RR: Hari Ini Auranya Semakin Otoriter, Kritik Dikit di Bully Buzzer Bayaran

Akbar
RR: Hari Ini Auranya Semakin Otoriter, Kritik Dikit di Bully Buzzer Bayaran
Ekonom Dr Rizal Ramli

Jakarta, HanTer -- Pemerintah Joko Widodo dinilai semakin otoriter dalam soal menerima kritikan. Berbeda dengan pemerintahan sebelumnya, di masa Megawati Soekarnoputri dan Susilo Bambang Yudhoyono.

Hal itu dikemukakan ekonom senior DR. Rizal Ramli yang disampaikannya lewat akun Twitter miliknya, @RamliRizal, beberapa saat lalu. Ini adalah dua twit pertama Rizal Ramli mengawali tahun 2019.

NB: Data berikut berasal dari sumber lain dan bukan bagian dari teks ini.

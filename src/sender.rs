//! 송신자 (클라이언트측)
//!
//! - 연결 하나로 파일 하나 전송
//! - 헤더 → 페이로드 순서로 스트리밍
//! - ACK 토큰 대기

use std::net::SocketAddr;
use std::path::{Path, PathBuf};
use std::time::Duration;

use tokio::fs::File;
use tokio::io::{AsyncRead, AsyncReadExt, AsyncWrite, AsyncWriteExt};
use tokio::net::TcpStream;
use tracing::{debug, info};

use crate::codec::{basename, Ack, FrameHeader, MAX_ACK_LEN};
use crate::error::FileError;
use crate::session::TransferSession;
use crate::{Config, Result, TransferError};

/// 전송 결과
#[derive(Debug, Clone)]
pub struct SendReport {
    /// 와이어에 실린 파일 이름 (basename)
    pub filename: String,

    /// 전송한 페이로드 바이트
    pub bytes_sent: u64,

    pub elapsed: Duration,

    /// 평균 처리율 (bytes/sec)
    pub average_bps: f64,

    /// 페이로드 CRC32
    pub checksum: u32,

    /// 서버 응답
    pub ack: Ack,
}

/// 파일 송신자
#[derive(Debug, Clone, Default)]
pub struct FileSender {
    config: Config,
}

impl FileSender {
    pub fn new(config: Config) -> Self {
        Self { config }
    }

    /// 파일 하나를 전송하고 ACK까지 대기
    pub async fn send(&self, path: impl AsRef<Path>, server_addr: SocketAddr) -> Result<SendReport> {
        let path = path.as_ref();
        let filename = wire_filename(path)?;
        let (mut file, declared_size) = open_source(path).await?;
        let header = FrameHeader::new(filename.as_bytes(), declared_size).encode()?;

        let mut stream = TcpStream::connect(server_addr)
            .await
            .map_err(|source| TransferError::Connection {
                addr: server_addr,
                source,
            })?;

        info!("Connected to {}", server_addr);
        info!("Sending {} ({} bytes)", filename, declared_size);

        let mut session = TransferSession::new(0, declared_size, self.config.sample_interval);
        self.send_frame(&mut stream, &header, &mut file, &mut session, path)
            .await?;

        let ack = read_ack(&mut stream).await?;
        debug!("ack received: {}", ack);
        if ack == Ack::Failure {
            return Err(TransferError::Rejected);
        }

        info!("{}", session.summary());

        Ok(SendReport {
            filename,
            bytes_sent: session.bytes_transferred(),
            elapsed: session.elapsed(),
            average_bps: session.average_throughput(),
            checksum: session.checksum(),
            ack,
        })
    }

    async fn send_frame<S>(
        &self,
        stream: &mut S,
        header: &[u8],
        file: &mut File,
        session: &mut TransferSession,
        path: &Path,
    ) -> Result<()>
    where
        S: AsyncWrite + Unpin,
    {
        stream.write_all(header).await.map_err(disconnected)?;

        let mut buf = vec![0u8; self.config.effective_buffer_size()];
        while !session.is_complete() {
            let want = session.next_chunk_len(buf.len());
            let n = file
                .read(&mut buf[..want])
                .await
                .map_err(|source| FileError::Unreadable {
                    path: path.to_path_buf(),
                    source,
                })?;

            if n == 0 {
                return Err(FileError::Shrunk {
                    path: path.to_path_buf(),
                    declared: session.declared_size,
                    sent: session.bytes_transferred(),
                }
                .into());
            }

            stream.write_all(&buf[..n]).await.map_err(disconnected)?;

            if let Some(sample) = session.record(&buf[..n]) {
                let progress = session.bytes_transferred() as f64 / session.declared_size as f64;
                info!(
                    "Progress: {}/{} bytes ({:.1}%), {:.2} KB/s",
                    session.bytes_transferred(),
                    session.declared_size,
                    progress * 100.0,
                    sample.instant_kib_per_sec()
                );
            }
        }

        stream.flush().await.map_err(disconnected)
    }
}

/// 기본 설정으로 파일 전송
pub async fn send_file(path: impl AsRef<Path>, server_address: SocketAddr) -> Result<()> {
    FileSender::default().send(path, server_address).await?;
    Ok(())
}

/// 와이어에 실을 파일 이름 (경로의 basename)
///
/// 서버는 UTF-8 이름만 저장하므로 변환 불가능한 경로는 전송 전에 거부
pub fn wire_filename(path: &Path) -> std::result::Result<String, FileError> {
    path.to_str()
        .map(|s| basename(s).to_string())
        .ok_or_else(|| FileError::NonUtf8Name(path.to_path_buf()))
}

async fn open_source(path: &Path) -> Result<(File, u64)> {
    let unreadable = |source| FileError::Unreadable {
        path: path.to_path_buf(),
        source,
    };

    let file = File::open(path).await.map_err(|e| match e.kind() {
        std::io::ErrorKind::NotFound => FileError::NotFound(PathBuf::from(path)),
        _ => unreadable(e),
    })?;

    let meta = file.metadata().await.map_err(unreadable)?;
    if meta.is_dir() {
        return Err(unreadable(std::io::Error::new(
            std::io::ErrorKind::Other,
            "디렉터리는 전송할 수 없음",
        ))
        .into());
    }

    Ok((file, meta.len()))
}

/// ACK 토큰 수신. 토큰 없이 연결이 닫히면 `NoAck`
async fn read_ack<S>(stream: &mut S) -> Result<Ack>
where
    S: AsyncRead + Unpin,
{
    let mut buf = Vec::with_capacity(MAX_ACK_LEN);
    (&mut *stream)
        .take(MAX_ACK_LEN as u64)
        .read_to_end(&mut buf)
        .await
        .map_err(disconnected)?;

    if buf.is_empty() {
        return Err(TransferError::NoAck);
    }

    Ok(Ack::parse(&buf)?)
}

/// 연결 수립 이후의 소켓 실패는 ACK 미수신으로 취급
fn disconnected(e: std::io::Error) -> TransferError {
    debug!("연결 끊김: {}", e);
    TransferError::NoAck
}

#[cfg(test)]
mod tests {
    use super::*;
    use crate::ProtocolError;
    use tokio::net::TcpListener;
    use tokio::task::JoinHandle;

    /// 프레임을 그대로 읽고 reply를 보낸 뒤 연결을 닫는 테스트 서버
    async fn fake_server(reply: Option<&'static [u8]>) -> (SocketAddr, JoinHandle<(FrameHeader, Vec<u8>)>) {
        let listener = TcpListener::bind("127.0.0.1:0").await.unwrap();
        let addr = listener.local_addr().unwrap();

        let task = tokio::spawn(async move {
            let (mut stream, _) = listener.accept().await.unwrap();
            let header = FrameHeader::read_from(&mut stream, 4096).await.unwrap();
            let mut payload = vec![0u8; header.file_size as usize];
            stream.read_exact(&mut payload).await.unwrap();
            if let Some(reply) = reply {
                stream.write_all(reply).await.unwrap();
            }
            (header, payload)
        });

        (addr, task)
    }

    fn write_source(dir: &Path, rel: &str, content: &[u8]) -> PathBuf {
        let path = dir.join(rel);
        std::fs::create_dir_all(path.parent().unwrap()).unwrap();
        std::fs::write(&path, content).unwrap();
        path
    }

    #[test]
    fn test_wire_filename_is_basename() {
        assert_eq!(wire_filename(Path::new("/var/data/report.pdf")).unwrap(), "report.pdf");
        assert_eq!(wire_filename(Path::new("report.pdf")).unwrap(), "report.pdf");
        assert_eq!(wire_filename(Path::new("a/b/c.tar.gz")).unwrap(), "c.tar.gz");
    }

    #[cfg(unix)]
    #[test]
    fn test_wire_filename_rejects_non_utf8() {
        use std::ffi::OsStr;
        use std::os::unix::ffi::OsStrExt;

        let path = Path::new(OsStr::from_bytes(b"dir/bad\xff.bin"));
        let err = wire_filename(path).unwrap_err();
        assert!(matches!(err, FileError::NonUtf8Name(p) if p == path));
    }

    #[cfg(unix)]
    #[tokio::test]
    async fn test_non_utf8_name_fails_before_connecting() {
        use std::ffi::OsStr;
        use std::os::unix::ffi::OsStrExt;

        let tmp = tempfile::tempdir().unwrap();
        let path = tmp.path().join(OsStr::from_bytes(b"bad\xff.bin"));
        let addr: SocketAddr = "127.0.0.1:9".parse().unwrap();

        let err = send_file(&path, addr).await.unwrap_err();
        assert!(matches!(err, TransferError::File(FileError::NonUtf8Name(_))));
    }

    #[tokio::test]
    async fn test_sends_frame_in_order() {
        let tmp = tempfile::tempdir().unwrap();
        let content: Vec<u8> = (0..50_000u32).map(|i| (i % 253) as u8).collect();
        let path = write_source(tmp.path(), "nested/dir/hello.bin", &content);
        let (addr, server) = fake_server(Some(b"all right\0")).await;

        let sender = FileSender::new(Config {
            buffer_size: 777,
            ..Config::default()
        });
        let report = sender.send(&path, addr).await.unwrap();
        let (header, payload) = server.await.unwrap();

        assert_eq!(header.filename, b"hello.bin");
        assert_eq!(header.file_size, content.len() as u64);
        assert_eq!(payload, content);
        assert_eq!(report.filename, "hello.bin");
        assert_eq!(report.bytes_sent, content.len() as u64);
        assert_eq!(report.checksum, crc32fast::hash(&content));
        assert_eq!(report.ack, Ack::Success);
    }

    #[tokio::test]
    async fn test_rejected_on_all_bad() {
        let tmp = tempfile::tempdir().unwrap();
        let path = write_source(tmp.path(), "x.txt", b"some data");
        let (addr, _server) = fake_server(Some(b"all bad\0")).await;

        let err = send_file(&path, addr).await.unwrap_err();
        assert!(matches!(err, TransferError::Rejected));
    }

    #[tokio::test]
    async fn test_no_ack_when_server_closes() {
        let tmp = tempfile::tempdir().unwrap();
        let path = write_source(tmp.path(), "x.txt", b"some data");
        let (addr, _server) = fake_server(None).await;

        let err = send_file(&path, addr).await.unwrap_err();
        assert!(matches!(err, TransferError::NoAck));
    }

    #[tokio::test]
    async fn test_unknown_ack_token() {
        let tmp = tempfile::tempdir().unwrap();
        let path = write_source(tmp.path(), "x.txt", b"some data");
        let (addr, _server) = fake_server(Some(b"maybe\0")).await;

        let err = send_file(&path, addr).await.unwrap_err();
        assert!(matches!(
            err,
            TransferError::Protocol(ProtocolError::UnknownAck(_))
        ));
    }

    #[tokio::test]
    async fn test_missing_file() {
        let tmp = tempfile::tempdir().unwrap();
        let addr: SocketAddr = "127.0.0.1:9".parse().unwrap();

        let err = send_file(tmp.path().join("nope.bin"), addr).await.unwrap_err();
        assert!(matches!(err, TransferError::File(FileError::NotFound(_))));
    }

    #[tokio::test]
    async fn test_directory_is_unreadable() {
        let tmp = tempfile::tempdir().unwrap();
        let addr: SocketAddr = "127.0.0.1:9".parse().unwrap();

        let err = send_file(tmp.path(), addr).await.unwrap_err();
        assert!(matches!(err, TransferError::File(FileError::Unreadable { .. })));
    }

    #[tokio::test]
    async fn test_connection_refused() {
        let tmp = tempfile::tempdir().unwrap();
        let path = write_source(tmp.path(), "x.txt", b"data");
        let addr = {
            let listener = std::net::TcpListener::bind("127.0.0.1:0").unwrap();
            listener.local_addr().unwrap()
        };

        let err = send_file(&path, addr).await.unwrap_err();
        assert!(matches!(err, TransferError::Connection { addr: a, .. } if a == addr));
    }
}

Menurut Rizal Ramli, di dua pemerintahan sebelumnya ada ruang yang cukup untuk kritik terhadap penguasa. 

Di era Megawati, misalnya, walaupun kerap mengkritik tetapi pihak penguasa, terutama suami Megawati, alm. Taufiq Kiemas, bisa memahami kritik itu sebagai bagian dari demokrasi. Taufiq meminta anggota PDI Perjuangan untuk tidak menyerang Rizal Ramli.

“Ketika Mbak Mega Presiden, RR tetap bersikap bersahabat, kritis & solutif jika menyangkut hal-hal yg strategis. Tidak ada serangan balik dari teman-teman PDIP. Ternyata Bang TK ingatkan, jangan ganggu RR karena dia sejak muda berjuang utk RI. Hari ini berbeda, buzzers dibayar utk bully-bully,” kata Rizal Ramli.

Di era SBY, hal yang kurang lebih sama juga terjadi. SBY memberikan respon positif atas berbagai kritik yang dia sampaikan. Seperti mengurangi utang kepada IMF dan pembubaran CGI. 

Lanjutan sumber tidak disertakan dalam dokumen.